Which lines mention "dodged"? Show each one from the listing.

Segment Start: RECORDS FOR THIS TASK

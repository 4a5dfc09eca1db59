//! # Notification Signals
//!
//! Every mutating operation emits one structured notification carrying an
//! operation tag plus the affected entity ids. External settlers and bots
//! consume the rendered `Tag:<id>[:key=value]` strings to decide when to run
//! their settlement sweeps; in-process consumers can match on the enum
//! directly.

use serde::{Deserialize, Serialize};
use std::fmt;

use crate::identity::Address;

/// A structured notification emitted by a mutating operation.
#[derive(Clone, Debug, PartialEq, Eq, Serialize, Deserialize)]
pub enum Notification {
    /// A character was created.
    CharacterCreated {
        /// Character id.
        id: String,
    },
    /// A character stat upgrade was purchased with xp.
    CharacterUpgraded {
        /// Character id.
        id: String,
        /// Upgraded stat name.
        stat: String,
    },
    /// Xp was granted to a character.
    XpGranted {
        /// Character id.
        id: String,
        /// Amount granted.
        amount: u64,
        /// Level after any auto-levelling.
        level: u32,
    },
    /// A character learned a skill.
    SkillLearned {
        /// Character id.
        id: String,
        /// Skill id.
        skill: u8,
    },
    /// A learned skill was placed into a slot.
    SkillEquipped {
        /// Character id.
        id: String,
        /// Slot index (1-3).
        slot: u8,
        /// Skill id.
        skill: u8,
    },
    /// Equipment was minted.
    EquipmentMinted {
        /// Equipment id.
        id: String,
        /// Receiving owner.
        owner: Address,
    },
    /// Equipment changed owner.
    EquipmentTransferred {
        /// Equipment id.
        id: String,
        /// New owner.
        to: Address,
    },
    /// Equipment was assigned into a character slot.
    ItemEquipped {
        /// Character id.
        character: String,
        /// Equipment id.
        equipment: String,
    },
    /// A battle was created.
    BattleCreated {
        /// Battle id.
        id: String,
    },
    /// A turn resolved damage.
    TurnResolved {
        /// Battle id.
        battle: String,
        /// Turn number that resolved.
        turn: u32,
        /// Damage applied to the defender.
        damage: u64,
        /// Whether the hit was critical.
        crit: bool,
        /// Whether the defender dodged.
        dodged: bool,
    },
    /// A wildcard event interrupted a turn.
    WildcardTriggered {
        /// Battle id.
        battle: String,
        /// Wildcard kind name.
        kind: String,
        /// Decision deadline (unix seconds).
        deadline: u64,
    },
    /// One side submitted a wildcard decision.
    WildcardDecided {
        /// Battle id.
        battle: String,
        /// Deciding side (1 or 2).
        side: u8,
        /// The decision.
        accepted: bool,
    },
    /// Both wildcard decisions arrived and the effect resolved.
    WildcardResolved {
        /// Battle id.
        battle: String,
        /// Wildcard kind name.
        kind: String,
        /// Whether the effect actually fired (both sides accepted).
        activated: bool,
    },
    /// A wildcard deadline passed; missing decisions counted as decline.
    WildcardExpired {
        /// Battle id.
        battle: String,
    },
    /// A side's HP reached zero and the battle finished.
    BattleFinished {
        /// Battle id.
        battle: String,
        /// Winning side (1 or 2).
        winner: u8,
    },
    /// Post-battle finalize ran: records updated, settlement signal live.
    BattleFinalized {
        /// Battle id.
        battle: String,
        /// Winning side (1 or 2).
        winner: u8,
    },
    /// A stalled battle was forfeited by the side that failed to act.
    BattleForfeited {
        /// Battle id.
        battle: String,
        /// Winning side (1 or 2).
        winner: u8,
    },
    /// A parimutuel pool was created.
    SinglePoolCreated {
        /// Pool id.
        id: String,
        /// Linked battle id.
        battle: String,
    },
    /// A bet entered a pool.
    SingleBetPlaced {
        /// Pool id.
        pool: String,
        /// Bettor address.
        bettor: Address,
        /// Chosen outcome (`A` or `B`).
        outcome: char,
        /// Staked amount (raw asset units).
        amount: u128,
    },
    /// Betting closed and odds were snapshotted.
    SinglePoolClosed {
        /// Pool id.
        id: String,
        /// Fixed-point odds for outcome A (scale 1e6).
        odds_a: u128,
        /// Fixed-point odds for outcome B (scale 1e6).
        odds_b: u128,
    },
    /// An authorized settler recorded the winning outcome.
    SinglePoolSettled {
        /// Pool id.
        pool: String,
        /// Winning outcome (`A` or `B`).
        winner: char,
    },
    /// A bet claim paid out (or recorded a zero-payout loss).
    SingleBetClaimed {
        /// Pool id.
        pool: String,
        /// Bettor address.
        bettor: Address,
        /// Payout transferred (raw asset units, 0 for a losing bet).
        payout: u128,
        /// Streak bonus transferred on top of the payout.
        bonus: u128,
    },
    /// A parlay multipool was created.
    MultipoolCreated {
        /// Multipool id.
        id: String,
    },
    /// A parlay ticket was placed.
    MultibetPlaced {
        /// Betslip id.
        betslip: String,
        /// Multipool id.
        multipool: String,
        /// Staked amount (raw asset units).
        amount: u128,
        /// Combined fixed-point odds across all legs (scale 1e6).
        combined_odds: u128,
    },
    /// A betslip's winner status was accounted against settled pools.
    BetslipAccounted {
        /// Betslip id.
        betslip: String,
        /// Whether every leg matched its settled outcome.
        winner: bool,
    },
    /// A multipool's payouts were frozen.
    MultipoolFinalized {
        /// Multipool id.
        id: String,
    },
    /// A betslip claim paid out (or recorded a zero-payout loss).
    BetslipClaimed {
        /// Betslip id.
        betslip: String,
        /// Payout transferred (raw asset units, 0 for a losing ticket).
        payout: u128,
    },
    /// A role was granted.
    RoleGranted {
        /// Role name.
        role: String,
        /// Grantee.
        addr: Address,
    },
    /// A role was revoked.
    RoleRevoked {
        /// Role name.
        role: String,
        /// Former holder.
        addr: Address,
    },
    /// All mutating entry points paused.
    Paused,
    /// Mutating entry points resumed.
    Unpaused,
    /// An address joined the authorized-settler allow-list.
    SettlerAuthorized {
        /// The settler address.
        addr: Address,
    },
    /// An address left the authorized-settler allow-list.
    SettlerRevoked {
        /// The settler address.
        addr: Address,
    },
    /// Accrued house edge was paid out of the treasury counter.
    TreasuryWithdrawn {
        /// Receiving address.
        to: Address,
        /// Amount withdrawn (raw asset units).
        amount: u128,
    },
}

impl fmt::Display for Notification {
    fn fmt(&self, f: &mut fmt::Formatter<'_>) -> fmt::Result {
        match self {
            Self::CharacterCreated { id } => write!(f, "CharacterCreated:{id}"),
            Self::CharacterUpgraded { id, stat } => write!(f, "CharacterUpgraded:{id}:stat={stat}"),
            Self::XpGranted { id, amount, level } => {
                write!(f, "XpGranted:{id}:amount={amount}:level={level}")
            }
            Self::SkillLearned { id, skill } => write!(f, "SkillLearned:{id}:skill={skill}"),
            Self::SkillEquipped { id, slot, skill } => {
                write!(f, "SkillEquipped:{id}:slot={slot}:skill={skill}")
            }
            Self::EquipmentMinted { id, owner } => write!(f, "EquipmentMinted:{id}:owner={owner}"),
            Self::EquipmentTransferred { id, to } => {
                write!(f, "EquipmentTransferred:{id}:to={to}")
            }
            Self::ItemEquipped {
                character,
                equipment,
            } => write!(f, "ItemEquipped:{character}:equipment={equipment}"),
            Self::BattleCreated { id } => write!(f, "BattleCreated:{id}"),
            Self::TurnResolved {
                battle,
                turn,
                damage,
                crit,
                dodged,
            } => write!(
                f,
                "TurnResolved:{battle}:turn={turn}:damage={damage}:crit={crit}:dodged={dodged}"
            ),
            Self::WildcardTriggered {
                battle,
                kind,
                deadline,
            } => write!(f, "WildcardTriggered:{battle}:kind={kind}:deadline={deadline}"),
            Self::WildcardDecided {
                battle,
                side,
                accepted,
            } => write!(f, "WildcardDecided:{battle}:side={side}:accepted={accepted}"),
            Self::WildcardResolved {
                battle,
                kind,
                activated,
            } => write!(f, "WildcardResolved:{battle}:kind={kind}:activated={activated}"),
            Self::WildcardExpired { battle } => write!(f, "WildcardExpired:{battle}"),
            Self::BattleFinished { battle, winner } => {
                write!(f, "BattleFinished:{battle}:winner={winner}")
            }
            Self::BattleFinalized { battle, winner } => {
                write!(f, "BattleFinalized:{battle}:winner={winner}")
            }
            Self::BattleForfeited { battle, winner } => {
                write!(f, "BattleForfeited:{battle}:winner={winner}")
            }
            Self::SinglePoolCreated { id, battle } => {
                write!(f, "SinglePoolCreated:{id}:battle={battle}")
            }
            Self::SingleBetPlaced {
                pool,
                bettor,
                outcome,
                amount,
            } => write!(
                f,
                "SingleBetPlaced:{pool}:bettor={bettor}:outcome={outcome}:amount={amount}"
            ),
            Self::SinglePoolClosed { id, odds_a, odds_b } => {
                write!(f, "SinglePoolClosed:{id}:oddsA={odds_a}:oddsB={odds_b}")
            }
            Self::SinglePoolSettled { pool, winner } => {
                write!(f, "SinglePoolSettled:{pool}:winner={winner}")
            }
            Self::SingleBetClaimed {
                pool,
                bettor,
                payout,
                bonus,
            } => write!(
                f,
                "SingleBetClaimed:{pool}:bettor={bettor}:payout={payout}:bonus={bonus}"
            ),
            Self::MultipoolCreated { id } => write!(f, "MultipoolCreated:{id}"),
            Self::MultibetPlaced {
                betslip,
                multipool,
                amount,
                combined_odds,
            } => write!(
                f,
                "MultibetPlaced:{betslip}:multipool={multipool}:amount={amount}:odds={combined_odds}"
            ),
            Self::BetslipAccounted { betslip, winner } => {
                write!(f, "BetslipAccounted:{betslip}:winner={winner}")
            }
            Self::MultipoolFinalized { id } => write!(f, "MultipoolFinalized:{id}"),
            Self::BetslipClaimed { betslip, payout } => {
                write!(f, "BetslipClaimed:{betslip}:payout={payout}")
            }
            Self::RoleGranted { role, addr } => write!(f, "RoleGranted:{role}:addr={addr}"),
            Self::RoleRevoked { role, addr } => write!(f, "RoleRevoked:{role}:addr={addr}"),
            Self::Paused => write!(f, "Paused"),
            Self::Unpaused => write!(f, "Unpaused"),
            Self::SettlerAuthorized { addr } => write!(f, "SettlerAuthorized:{addr}"),
            Self::SettlerRevoked { addr } => write!(f, "SettlerRevoked:{addr}"),
            Self::TreasuryWithdrawn { to, amount } => {
                write!(f, "TreasuryWithdrawn:{to}:amount={amount}")
            }
        }
    }
}

#[cfg(test)]
mod tests {
    use super::*;

    #[test]
    fn test_settlement_signal_format() {
        let n = Notification::BattleFinalized {
            battle: "b1".into(),
            winner: 1,
        };
        assert_eq!(n.to_string(), "BattleFinalized:b1:winner=1");

        let n = Notification::SinglePoolSettled {
            pool: "p1".into(),
            winner: 'A',
        };
        assert_eq!(n.to_string(), "SinglePoolSettled:p1:winner=A");
    }

    #[test]
    fn test_creation_signal_format() {
        let n = Notification::CharacterCreated { id: "c9".into() };
        assert_eq!(n.to_string(), "CharacterCreated:c9");
    }
}
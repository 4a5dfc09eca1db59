//! # Arena Error Types
//!
//! Validation failures abort the whole call; the runtime's transaction makes
//! the abort total. Authorization for admin-only operations (xp grants,
//! equipment minting) is enforced at the runtime entry points.

use colosseum_core::StoreError;
use thiserror::Error;

/// Errors that can occur in the character registry and battle engine.
#[derive(Error, Debug, Clone, PartialEq, Eq)]
pub enum ArenaError {
    /// No character under this id.
    #[error("unknown character: {0}")]
    UnknownCharacter(String),

    /// A character already exists under this id.
    #[error("character exists: {0}")]
    CharacterExists(String),

    /// No equipment under this id.
    #[error("unknown equipment: {0}")]
    UnknownEquipment(String),

    /// Equipment already exists under this id.
    #[error("equipment exists: {0}")]
    EquipmentExists(String),

    /// No battle under this id.
    #[error("unknown battle: {0}")]
    UnknownBattle(String),

    /// A battle already exists under this id.
    #[error("battle exists: {0}")]
    BattleExists(String),

    /// Caller does not own the entity it tried to act on.
    #[error("not owner of {entity}: {caller}")]
    NotOwner {
        /// Entity id.
        entity: String,
        /// Offending caller.
        caller: String,
    },

    /// A battle needs two distinct characters.
    #[error("a character cannot battle itself")]
    SelfBattle,

    /// The character is not a participant of this battle.
    #[error("character {character} is not in battle {battle}")]
    NotInBattle {
        /// Character id.
        character: String,
        /// Battle id.
        battle: String,
    },

    /// The battle's scheduled start time has not been reached.
    #[error("battle not started until {starts}")]
    BattleNotStarted {
        /// Scheduled start (unix seconds).
        starts: u64,
    },

    /// The battle is already finished.
    #[error("battle finished: {0}")]
    BattleFinished(String),

    /// The battle has not finished yet.
    #[error("battle not finished: {0}")]
    BattleNotFinished(String),

    /// Finalize already ran for this battle.
    #[error("battle already finalized: {0}")]
    AlreadyFinalized(String),

    /// It is the other side's turn.
    #[error("not your turn")]
    NotYourTurn,

    /// A wildcard is awaiting decisions; turns are suspended.
    #[error("wildcard pending")]
    WildcardPending,

    /// No wildcard is active on this battle.
    #[error("no active wildcard")]
    WildcardNotActive,

    /// This side already submitted its wildcard decision.
    #[error("wildcard decision already made")]
    AlreadyDecided,

    /// The wildcard decision window has closed.
    #[error("wildcard decision deadline passed")]
    DecisionDeadlinePassed,

    /// Not enough xp for the requested upgrade or skill.
    #[error("insufficient xp: need {need}, have {have}")]
    InsufficientXp {
        /// Xp required.
        need: u64,
        /// Xp available.
        have: u64,
    },

    /// Not enough energy for the requested skill or special.
    #[error("insufficient energy: need {need}, have {have}")]
    InsufficientEnergy {
        /// Energy required.
        need: u8,
        /// Energy available.
        have: u8,
    },

    /// The stat is already at its cap.
    #[error("stat capped: {0}")]
    StatCapped(String),

    /// Unknown skill id.
    #[error("unknown skill: {0}")]
    UnknownSkill(u8),

    /// The character already knows this skill.
    #[error("skill already learned: {0}")]
    SkillAlreadyLearned(u8),

    /// The character has not learned this skill.
    #[error("skill not learned: {0}")]
    SkillNotLearned(u8),

    /// Skill slot index out of range (valid: 1-3).
    #[error("invalid skill slot: {0}")]
    InvalidSkillSlot(u8),

    /// The selected skill slot holds no skill.
    #[error("empty skill slot: {0}")]
    EmptySkillSlot(u8),

    /// The selected skill is still cooling down.
    #[error("skill on cooldown: slot {slot}, {remaining} turns remaining")]
    SkillOnCooldown {
        /// Slot index (1-3).
        slot: u8,
        /// Turns until available.
        remaining: u8,
    },

    /// Store or codec failure.
    #[error(transparent)]
    Store(#[from] StoreError),
}

/// Result type for arena operations.
pub type ArenaResult<T> = Result<T, ArenaError>;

Segment End: RECORDS FOR THIS TASK

RESPONSE TO THIS EXERCISE
        /// Whether the defender dodged.
        dodged: bool,
                dodged,
                "TurnResolved:{battle}:turn={turn}:damage={damage}:crit={crit}:dodged={dodged}"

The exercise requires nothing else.